Data extracts

========================================================================

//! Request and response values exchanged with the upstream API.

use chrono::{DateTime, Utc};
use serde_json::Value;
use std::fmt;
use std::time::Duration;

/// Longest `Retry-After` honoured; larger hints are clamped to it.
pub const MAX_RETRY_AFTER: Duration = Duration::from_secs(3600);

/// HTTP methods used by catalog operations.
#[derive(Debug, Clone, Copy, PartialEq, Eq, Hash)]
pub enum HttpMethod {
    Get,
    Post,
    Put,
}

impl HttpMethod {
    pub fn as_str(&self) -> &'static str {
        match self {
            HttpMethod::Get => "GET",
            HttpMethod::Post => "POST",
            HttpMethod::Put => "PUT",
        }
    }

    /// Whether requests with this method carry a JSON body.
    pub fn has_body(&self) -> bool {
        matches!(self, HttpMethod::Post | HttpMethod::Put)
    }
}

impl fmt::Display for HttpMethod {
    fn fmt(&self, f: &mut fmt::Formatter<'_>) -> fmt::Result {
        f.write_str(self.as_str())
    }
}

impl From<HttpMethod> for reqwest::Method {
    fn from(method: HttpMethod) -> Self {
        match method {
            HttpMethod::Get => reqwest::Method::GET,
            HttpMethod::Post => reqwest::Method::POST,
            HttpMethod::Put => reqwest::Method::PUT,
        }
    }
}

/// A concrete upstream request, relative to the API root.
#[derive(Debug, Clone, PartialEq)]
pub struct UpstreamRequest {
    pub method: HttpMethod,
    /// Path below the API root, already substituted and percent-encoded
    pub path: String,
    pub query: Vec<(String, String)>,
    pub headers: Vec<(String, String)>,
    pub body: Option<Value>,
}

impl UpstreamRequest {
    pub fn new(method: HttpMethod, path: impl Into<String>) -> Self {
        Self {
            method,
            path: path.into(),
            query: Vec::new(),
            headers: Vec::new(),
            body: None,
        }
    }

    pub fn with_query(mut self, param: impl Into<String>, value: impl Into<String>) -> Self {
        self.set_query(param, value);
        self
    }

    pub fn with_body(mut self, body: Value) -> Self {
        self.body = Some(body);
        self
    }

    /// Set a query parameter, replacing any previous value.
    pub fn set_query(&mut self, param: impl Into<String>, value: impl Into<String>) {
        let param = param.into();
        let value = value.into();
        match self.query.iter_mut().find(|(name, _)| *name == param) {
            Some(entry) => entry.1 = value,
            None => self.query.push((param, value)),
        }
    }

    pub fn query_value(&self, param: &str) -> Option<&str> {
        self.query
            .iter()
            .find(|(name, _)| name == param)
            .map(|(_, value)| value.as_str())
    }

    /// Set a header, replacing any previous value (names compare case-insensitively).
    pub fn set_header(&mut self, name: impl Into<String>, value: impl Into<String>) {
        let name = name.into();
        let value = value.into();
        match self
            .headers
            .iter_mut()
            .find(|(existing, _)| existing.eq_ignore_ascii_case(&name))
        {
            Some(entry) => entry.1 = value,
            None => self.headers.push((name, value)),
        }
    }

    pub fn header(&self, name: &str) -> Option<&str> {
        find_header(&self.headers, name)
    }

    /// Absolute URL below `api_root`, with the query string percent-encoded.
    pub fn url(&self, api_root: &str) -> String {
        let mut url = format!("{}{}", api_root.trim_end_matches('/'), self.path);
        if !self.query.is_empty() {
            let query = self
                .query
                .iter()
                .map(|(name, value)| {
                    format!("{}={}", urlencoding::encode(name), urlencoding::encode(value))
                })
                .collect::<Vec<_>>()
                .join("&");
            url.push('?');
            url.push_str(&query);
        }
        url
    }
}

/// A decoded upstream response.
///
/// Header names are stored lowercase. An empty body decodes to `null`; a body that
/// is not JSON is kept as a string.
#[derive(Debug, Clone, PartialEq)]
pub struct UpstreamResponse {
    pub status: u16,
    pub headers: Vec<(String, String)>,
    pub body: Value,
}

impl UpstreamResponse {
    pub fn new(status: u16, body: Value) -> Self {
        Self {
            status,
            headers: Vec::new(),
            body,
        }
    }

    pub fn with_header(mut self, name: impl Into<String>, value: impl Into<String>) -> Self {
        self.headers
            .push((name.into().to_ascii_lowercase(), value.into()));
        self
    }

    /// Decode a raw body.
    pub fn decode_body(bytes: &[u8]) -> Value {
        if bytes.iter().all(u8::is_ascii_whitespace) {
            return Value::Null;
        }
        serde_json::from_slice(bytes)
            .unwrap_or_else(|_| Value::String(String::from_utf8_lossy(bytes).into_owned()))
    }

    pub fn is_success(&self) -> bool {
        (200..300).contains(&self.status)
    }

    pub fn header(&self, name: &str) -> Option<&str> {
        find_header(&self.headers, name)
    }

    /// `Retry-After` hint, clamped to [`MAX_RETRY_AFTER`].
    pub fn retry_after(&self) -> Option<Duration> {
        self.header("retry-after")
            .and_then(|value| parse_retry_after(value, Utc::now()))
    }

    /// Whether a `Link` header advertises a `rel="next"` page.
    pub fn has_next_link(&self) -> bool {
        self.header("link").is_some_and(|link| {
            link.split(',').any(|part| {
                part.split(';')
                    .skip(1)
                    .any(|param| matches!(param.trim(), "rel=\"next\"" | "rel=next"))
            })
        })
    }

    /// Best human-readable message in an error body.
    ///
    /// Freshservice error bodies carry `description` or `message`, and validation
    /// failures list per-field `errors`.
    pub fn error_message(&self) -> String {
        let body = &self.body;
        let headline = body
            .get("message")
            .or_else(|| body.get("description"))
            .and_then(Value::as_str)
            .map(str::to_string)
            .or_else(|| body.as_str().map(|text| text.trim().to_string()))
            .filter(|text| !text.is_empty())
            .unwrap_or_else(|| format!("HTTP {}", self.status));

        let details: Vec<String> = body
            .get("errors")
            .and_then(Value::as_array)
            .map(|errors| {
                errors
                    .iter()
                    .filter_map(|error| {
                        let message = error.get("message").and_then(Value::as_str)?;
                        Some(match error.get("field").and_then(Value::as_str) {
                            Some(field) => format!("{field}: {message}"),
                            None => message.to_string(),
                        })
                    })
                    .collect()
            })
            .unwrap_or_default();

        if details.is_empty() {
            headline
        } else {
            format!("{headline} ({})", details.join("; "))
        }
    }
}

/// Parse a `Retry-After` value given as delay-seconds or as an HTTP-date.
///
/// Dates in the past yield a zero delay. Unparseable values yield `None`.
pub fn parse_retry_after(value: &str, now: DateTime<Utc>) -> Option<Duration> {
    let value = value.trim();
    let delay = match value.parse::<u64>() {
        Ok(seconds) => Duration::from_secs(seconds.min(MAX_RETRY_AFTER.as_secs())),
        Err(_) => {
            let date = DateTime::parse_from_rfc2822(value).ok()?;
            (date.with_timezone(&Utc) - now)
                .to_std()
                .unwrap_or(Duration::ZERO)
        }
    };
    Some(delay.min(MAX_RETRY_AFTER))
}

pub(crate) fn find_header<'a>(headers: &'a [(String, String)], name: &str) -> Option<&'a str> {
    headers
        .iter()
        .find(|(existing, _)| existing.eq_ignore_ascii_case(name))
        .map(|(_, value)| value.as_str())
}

========================================================================

Your instructions
The number of lines in the data holding the string "UpstreamRequest" is the whole answer.

Answer space
2